Hanes et al evaluated critically ill trauma patients in the ICU for risk factors associated with thrombocytopenia. These can help identify patients who should be monitored more closely for thrombocytopenia. The authors are from the University of Tennessee in Memphis and Kettering Medical Center in Dayton.


Definition of thrombocytopenia: platelet count < 100,000 per µL



(1) previous history of thrombocytopenia

(2) hypersplenism

(3) platelet count < 100,000 per µL when admitted to the ICU

(4) mechanical heart valve

(5) cardiopulmonary bypass during surgery


Risk factors for thrombocytopenia identified on multivariate analysis:

(1) presence of nonhead injury (not head injury only - patients with head injury only have less bleeding than if there is non-head injury)

(2) age (about a third of patients < 50 developed thrombocytopenia vs three quarters of those >= 50 years of age)



• Thrombocytopenia was associated with a higher Trauma Score (odds ratio 1.36, which is low). The authors ascribed this to the weighting for the Glasgow Coma Score, which would give a patient with a head injury a lower score. However, since the Trauma Score is intended for triage it may have little relevance for patients in the ICU. I would think the admitting APACHE and daily scores would be more informative.


Additional factors:

(1) Dilutional coagulopathy following transfusion with a large volume of packed RBCs without platelet transfusion. The need for transfusion tended to parallel the seriousness of nonhead injury.

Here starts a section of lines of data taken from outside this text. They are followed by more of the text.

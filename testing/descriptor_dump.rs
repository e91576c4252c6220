use motion_camera_core::usb::descriptor_utils::{uncompressed_frame_sizes, Descriptors};
use motion_camera_core::usb::descriptors::*;

fn main() -> anyhow::Result<()> {
    println!("{:#?}", device_descriptor());

    for descriptor in Descriptors::new(&CONFIGURATION_BLOB) {
        match descriptor.descriptor_type() {
            CONFIGURATION_DESCRIPTOR_ID => {
                let config: ConfigDescriptor = descriptor.try_into()?;
                println!("{:#?}", config);
            }
            INTERFACE_DESCRIPTOR_ID => {
                let interface: InterfaceDescriptor = descriptor.try_into()?;
                println!("{:#?}", interface);
            }
            ENDPOINT_DESCRIPTOR_ID => {
                let endpoint: EndpointDescriptor = descriptor.try_into()?;
                println!("{:#?}", endpoint);
                println!("  {:?}, max payload {} bytes", endpoint.transfer_type(), endpoint.max_payload());
            }
            descriptor_type => {
                let hex: Vec<String> = descriptor.bytes().iter().map(|b| format!("{:02X}", b)).collect();
                println!(
                    "Descriptor type {:#04x} subtype {:#04x}: {}",
                    descriptor_type,
                    descriptor.subtype().unwrap_or(0),
                    hex.join(" ")
                );
            }
        }
    }

    println!("Uncompressed frames:");
    for (frame_index, size) in uncompressed_frame_sizes(&CONFIGURATION_BLOB) {
        println!("  {}: {}", frame_index, size);
    }
    Ok(())
}
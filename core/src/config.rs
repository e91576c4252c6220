use std::time::Duration;
use crate::definitions::{frame_index_for_size, ImageSize, DEFAULT_SIZE};
use crate::usb::errors::DeviceError;

/// Fastest frame rate the isochronous pacing can express in whole milliseconds.
pub const MAX_FRAME_RATE: u32 = 1000;

#[derive(Debug, Clone, Copy, PartialEq, Eq)]
pub struct EmulatorConfig {
    /// Active format before the host commits one.
    pub initial_size: ImageSize,
    pub frame_rate: u32,
    /// Isochronous transfers the host needs to move one frame.
    pub transfers_per_frame: u32,
    pub control_completion_delay: Duration,
}

impl Default for EmulatorConfig {
    fn default() -> Self {
        Self {
            initial_size: DEFAULT_SIZE,
            frame_rate: 15,
            transfers_per_frame: 2,
            control_completion_delay: Duration::ZERO,
        }
    }
}

impl EmulatorConfig {
    pub fn validate(&self) -> Result<(), DeviceError> {
        if self.frame_rate == 0 {
            return Err(DeviceError::InvalidConfig("frame rate must be greater than 0".to_string()));
        }
        if self.frame_rate > MAX_FRAME_RATE {
            return Err(format!("frame rate {} exceeds {} fps", self.frame_rate, MAX_FRAME_RATE).into());
        }
        if self.transfers_per_frame == 0 {
            return Err(DeviceError::InvalidConfig("transfers per frame must be greater than 0".to_string()));
        }
        if frame_index_for_size(self.initial_size).is_none() {
            return Err(format!("initial size {} is not a supported resolution", self.initial_size).into());
        }
        Ok(())
    }

    /// Completion delay of one isochronous transfer, whole milliseconds.
    pub fn iso_completion_delay(&self) -> Duration {
        let transfers_per_second = self.frame_rate.saturating_mul(self.transfers_per_frame).max(1);
        Duration::from_millis(1000 / transfers_per_second as u64)
    }
}
use serde_json::Value;
use wasm_bindgen::JsValue;

// There is no backend to ship logs to; structured entries go straight to
// the browser console.
fn send(level: &str, message: &str, context: Value) {
    let label = JsValue::from_str(&format!("[{level}] {message}"));
    let ctx = serde_wasm_bindgen::to_value(&context).unwrap_or(JsValue::NULL);
    match level {
        "error" => web_sys::console::error_2(&label, &ctx),
        "warn" => web_sys::console::warn_2(&label, &ctx),
        "debug" => web_sys::console::debug_2(&label, &ctx),
        _ => web_sys::console::log_2(&label, &ctx),
    }
}

pub fn info(message: &str, context: Value)  { send("info",  message, context); }
pub fn warn(message: &str, context: Value)  { send("warn",  message, context); }
pub fn error(message: &str, context: Value) { send("error", message, context); }
pub fn debug(message: &str, context: Value) { send("debug", message, context); }
use url::Url;

use crate::types::{DownloadRecord, DownloadStatus, MediaFormat, Quality};

#[derive(Debug, Clone, PartialEq, Eq)]
pub enum SubmitError {
    Empty,
    Invalid(url::ParseError),
}

impl std::fmt::Display for SubmitError {
    fn fmt(&self, f: &mut std::fmt::Formatter<'_>) -> std::fmt::Result {
        match self {
            SubmitError::Empty => write!(f, "Please enter a valid URL"),
            SubmitError::Invalid(_) => write!(f, "Please enter a valid URL format"),
        }
    }
}

impl std::error::Error for SubmitError {}

/// What a timer tick did to a record.
#[derive(Debug, Clone, Copy, PartialEq)]
pub enum TickOutcome {
    /// Progress moved forward; keep ticking.
    Advanced(f32),
    /// The record is pending or paused; nothing changed and the timer
    /// stays alive.
    Inert,
    /// This tick pushed progress to 100 and flipped the record to
    /// completed.
    Completed,
    /// The record is already terminal or unknown; the timer should die.
    Stopped,
}

impl TickOutcome {
    pub fn is_terminal(&self) -> bool {
        matches!(self, TickOutcome::Completed | TickOutcome::Stopped)
    }
}

/// The owned download queue. Pure state transitions, no timers and no DOM;
/// the manager layers scheduling and notifications on top.
#[derive(Debug, Default)]
pub struct DownloadQueue {
    records: Vec<DownloadRecord>,
    last_id: u64,
}

impl DownloadQueue {
    pub fn new() -> Self {
        Self::default()
    }

    /// Validate a submission and prepend a new pending record, newest first.
    ///
    /// `now_ms` seeds the record id; ids stay unique and increasing even
    /// when two submissions land in the same millisecond.
    pub fn submit(
        &mut self,
        raw_url: &str,
        format: MediaFormat,
        quality: Quality,
        now_ms: u64,
    ) -> Result<u64, SubmitError> {
        if raw_url.trim().is_empty() {
            return Err(SubmitError::Empty);
        }
        let parsed = Url::parse(raw_url).map_err(SubmitError::Invalid)?;

        let id = now_ms.max(self.last_id + 1);
        self.last_id = id;
        self.records.insert(
            0,
            DownloadRecord {
                id,
                url: raw_url.to_string(),
                title: display_title(&parsed),
                format,
                quality,
                progress: 0.0,
                status: DownloadStatus::Pending,
            },
        );
        Ok(id)
    }

    /// The one-shot `Pending -> Downloading` edge, fired after the start
    /// delay. Returns false if the record moved on (or never existed).
    pub fn begin(&mut self, id: u64) -> bool {
        match self.record_mut(id) {
            Some(rec) if rec.status == DownloadStatus::Pending => {
                rec.status = DownloadStatus::Downloading;
                true
            }
            _ => false,
        }
    }

    /// Advance a downloading record by `step` percent, clamped to 100.
    /// Hitting 100 flips the record to completed in the same call.
    pub fn tick(&mut self, id: u64, step: f32) -> TickOutcome {
        let Some(rec) = self.record_mut(id) else {
            return TickOutcome::Stopped;
        };
        match rec.status {
            DownloadStatus::Downloading => {
                rec.progress = (rec.progress + step.max(0.0)).min(100.0);
                if rec.progress >= 100.0 {
                    rec.progress = 100.0;
                    rec.status = DownloadStatus::Completed;
                    TickOutcome::Completed
                } else {
                    TickOutcome::Advanced(rec.progress)
                }
            }
            DownloadStatus::Pending | DownloadStatus::Paused => TickOutcome::Inert,
            DownloadStatus::Completed | DownloadStatus::Error => TickOutcome::Stopped,
        }
    }

    /// Flip `Downloading <-> Paused`, preserving progress. Any other state
    /// is a no-op and returns None.
    pub fn toggle(&mut self, id: u64) -> Option<DownloadStatus> {
        let rec = self.record_mut(id)?;
        let next = match rec.status {
            DownloadStatus::Downloading => DownloadStatus::Paused,
            DownloadStatus::Paused => DownloadStatus::Downloading,
            _ => return None,
        };
        rec.status = next;
        Some(next)
    }

    pub fn get(&self, id: u64) -> Option<&DownloadRecord> {
        self.records.iter().find(|r| r.id == id)
    }

    /// Read-only copy for rendering, newest first.
    pub fn snapshot(&self) -> Vec<DownloadRecord> {
        self.records.clone()
    }

    pub fn len(&self) -> usize {
        self.records.len()
    }

    pub fn is_empty(&self) -> bool {
        self.records.is_empty()
    }

    fn record_mut(&mut self, id: u64) -> Option<&mut DownloadRecord> {
        self.records.iter_mut().find(|r| r.id == id)
    }
}

fn display_title(url: &Url) -> String {
    format!("Video from {}", url.host_str().unwrap_or("unknown source"))
}

#[cfg(test)]
mod tests {
    use super::*;

    fn queue_with_one(url: &str) -> (DownloadQueue, u64) {
        let mut q = DownloadQueue::new();
        let id = q
            .submit(url, MediaFormat::Mp4, Quality::P720, 1_000)
            .unwrap();
        (q, id)
    }

    #[test]
    fn valid_submission_prepends_a_pending_record() {
        let mut q = DownloadQueue::new();
        let first = q
            .submit("https://example.com/a", MediaFormat::Mp4, Quality::P720, 10)
            .unwrap();
        let second = q
            .submit("https://example.org/b", MediaFormat::Webm, Quality::P1080, 20)
            .unwrap();

        let snap = q.snapshot();
        assert_eq!(snap.len(), 2);
        assert_eq!(snap[0].id, second);
        assert_eq!(snap[1].id, first);
        assert_eq!(snap[0].status, DownloadStatus::Pending);
        assert_eq!(snap[0].progress, 0.0);
    }

    #[test]
    fn title_derives_from_the_hostname() {
        let (q, id) = queue_with_one("https://example.com/watch?v=abc");
        assert_eq!(q.get(id).unwrap().title, "Video from example.com");
    }

    #[test]
    fn hostless_urls_get_the_fallback_title() {
        let (q, id) = queue_with_one("mailto:someone@example.com");
        assert_eq!(q.get(id).unwrap().title, "Video from unknown source");
    }

    #[test]
    fn blank_submissions_are_rejected() {
        let mut q = DownloadQueue::new();
        assert_eq!(
            q.submit("", MediaFormat::Mp4, Quality::P720, 1),
            Err(SubmitError::Empty)
        );
        assert_eq!(
            q.submit("   ", MediaFormat::Mp4, Quality::P720, 2),
            Err(SubmitError::Empty)
        );
        assert!(q.is_empty());
    }

    #[test]
    fn malformed_submissions_are_rejected_without_mutation() {
        let mut q = DownloadQueue::new();
        let err = q
            .submit("not a url", MediaFormat::Mp3, Quality::P480, 1)
            .unwrap_err();
        assert!(matches!(err, SubmitError::Invalid(_)));
        assert!(q.is_empty());
    }

    #[test]
    fn submitted_selections_are_kept_verbatim() {
        let mut q = DownloadQueue::new();
        let id = q
            .submit("https://example.com/video", MediaFormat::Mp3, Quality::P360, 7)
            .unwrap();
        let rec = q.get(id).unwrap();
        assert_eq!(rec.format, MediaFormat::Mp3);
        assert_eq!(rec.quality, Quality::P360);
        assert_eq!(rec.url, "https://example.com/video");
    }

    #[test]
    fn ids_stay_unique_within_one_millisecond() {
        let mut q = DownloadQueue::new();
        let a = q
            .submit("https://a.test/x", MediaFormat::Mp4, Quality::P720, 500)
            .unwrap();
        let b = q
            .submit("https://b.test/y", MediaFormat::Mp4, Quality::P720, 500)
            .unwrap();
        assert_ne!(a, b);
        assert!(b > a);
    }

    #[test]
    fn begin_fires_the_pending_edge_exactly_once() {
        let (mut q, id) = queue_with_one("https://example.com/v");
        assert!(q.begin(id));
        assert_eq!(q.get(id).unwrap().status, DownloadStatus::Downloading);
        assert!(!q.begin(id));
    }

    #[test]
    fn pending_records_ignore_ticks_before_begin() {
        let (mut q, id) = queue_with_one("https://example.com/v");
        assert_eq!(q.tick(id, 10.0), TickOutcome::Inert);
        assert_eq!(q.get(id).unwrap().progress, 0.0);
    }

    #[test]
    fn ticks_advance_monotonically_and_clamp_at_100() {
        let (mut q, id) = queue_with_one("https://example.com/v");
        q.begin(id);

        let mut last = 0.0_f32;
        loop {
            match q.tick(id, 9.5) {
                TickOutcome::Advanced(p) => {
                    assert!(p >= last);
                    assert!(p < 100.0);
                    last = p;
                }
                TickOutcome::Completed => break,
                other => panic!("unexpected outcome: {other:?}"),
            }
        }

        let rec = q.get(id).unwrap();
        assert_eq!(rec.progress, 100.0);
        assert_eq!(rec.status, DownloadStatus::Completed);
    }

    #[test]
    fn completion_reports_exactly_once_then_stops() {
        let (mut q, id) = queue_with_one("https://example.com/v");
        q.begin(id);
        assert_eq!(q.tick(id, 150.0), TickOutcome::Completed);
        assert_eq!(q.tick(id, 10.0), TickOutcome::Stopped);
        assert_eq!(q.get(id).unwrap().progress, 100.0);
        assert_eq!(q.get(id).unwrap().status, DownloadStatus::Completed);
    }

    #[test]
    fn toggle_flips_between_downloading_and_paused() {
        let (mut q, id) = queue_with_one("https://example.com/v");
        q.begin(id);
        q.tick(id, 12.0);
        let before = q.get(id).unwrap().progress;

        assert_eq!(q.toggle(id), Some(DownloadStatus::Paused));
        assert_eq!(q.get(id).unwrap().progress, before);
        assert_eq!(q.toggle(id), Some(DownloadStatus::Downloading));
        assert_eq!(q.get(id).unwrap().progress, before);
    }

    #[test]
    fn paused_records_ignore_ticks() {
        let (mut q, id) = queue_with_one("https://example.com/v");
        q.begin(id);
        q.toggle(id);
        assert_eq!(q.tick(id, 50.0), TickOutcome::Inert);
        assert_eq!(q.get(id).unwrap().progress, 0.0);
        assert_eq!(q.get(id).unwrap().status, DownloadStatus::Paused);
    }

    #[test]
    fn resumed_records_pick_up_where_they_left_off() {
        let (mut q, id) = queue_with_one("https://example.com/v");
        q.begin(id);
        q.tick(id, 40.0);
        q.toggle(id);
        q.tick(id, 40.0);
        q.toggle(id);
        assert_eq!(q.tick(id, 40.0), TickOutcome::Advanced(80.0));
    }

    #[test]
    fn toggle_is_a_noop_for_pending_and_completed() {
        let (mut q, id) = queue_with_one("https://example.com/v");
        assert_eq!(q.toggle(id), None);
        q.begin(id);
        q.tick(id, 200.0);
        assert_eq!(q.toggle(id), None);
        assert_eq!(q.get(id).unwrap().status, DownloadStatus::Completed);
    }

    #[test]
    fn unknown_ids_are_reported_stopped() {
        let mut q = DownloadQueue::new();
        assert_eq!(q.tick(42, 1.0), TickOutcome::Stopped);
        assert_eq!(q.toggle(42), None);
        assert!(!q.begin(42));
        assert!(q.get(42).is_none());
    }

    #[test]
    fn records_are_never_removed() {
        let mut q = DownloadQueue::new();
        let a = q
            .submit("https://one.test/a", MediaFormat::Mp4, Quality::P720, 1)
            .unwrap();
        let b = q
            .submit("https://two.test/b", MediaFormat::Mp3, Quality::P360, 2)
            .unwrap();
        q.begin(a);
        q.tick(a, 200.0);
        q.begin(b);
        q.toggle(b);

        assert_eq!(q.len(), 2);
        assert!(q.get(a).is_some());
        assert!(q.get(b).is_some());
    }

    #[test]
    fn full_lifecycle_runs_to_completion() {
        let mut q = DownloadQueue::new();
        let id = q
            .submit(
                "https://example.com/video",
                MediaFormat::Mp4,
                Quality::P720,
                1_700_000_000_000,
            )
            .unwrap();

        let rec = q.get(id).unwrap();
        assert_eq!(rec.title, "Video from example.com");
        assert_eq!(rec.status, DownloadStatus::Pending);
        assert_eq!(rec.progress, 0.0);

        assert!(q.begin(id));
        assert_eq!(q.get(id).unwrap().status, DownloadStatus::Downloading);

        let mut ticks = 0;
        while !q.tick(id, 7.0).is_terminal() {
            ticks += 1;
            assert!(ticks < 100, "progress never completed");
        }

        let rec = q.get(id).unwrap();
        assert_eq!(rec.status, DownloadStatus::Completed);
        assert_eq!(rec.progress, 100.0);
    }
}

(2) The development of DIC would be associated with thrombocytopenia. Criteria for DIC were given but DIC is not listed in the results of univariate analysis in Table 1 (page 287). The definition of DIC (PT > 12.4 seconds, fibrinogen < 200 mg/dL, fibrin split products > 0.4 µg/mL, and oozing from wounds) was not as stringent as I have seen elsewhere and which would combine both mild, moderate and severe forms.


Drug-induced thrombocytopenia was not an important cause, so that there is not usually a need to discontinue or switch medications. An exception to this might be if the person was receiving a drug that had caused thrombocytopenia in the past.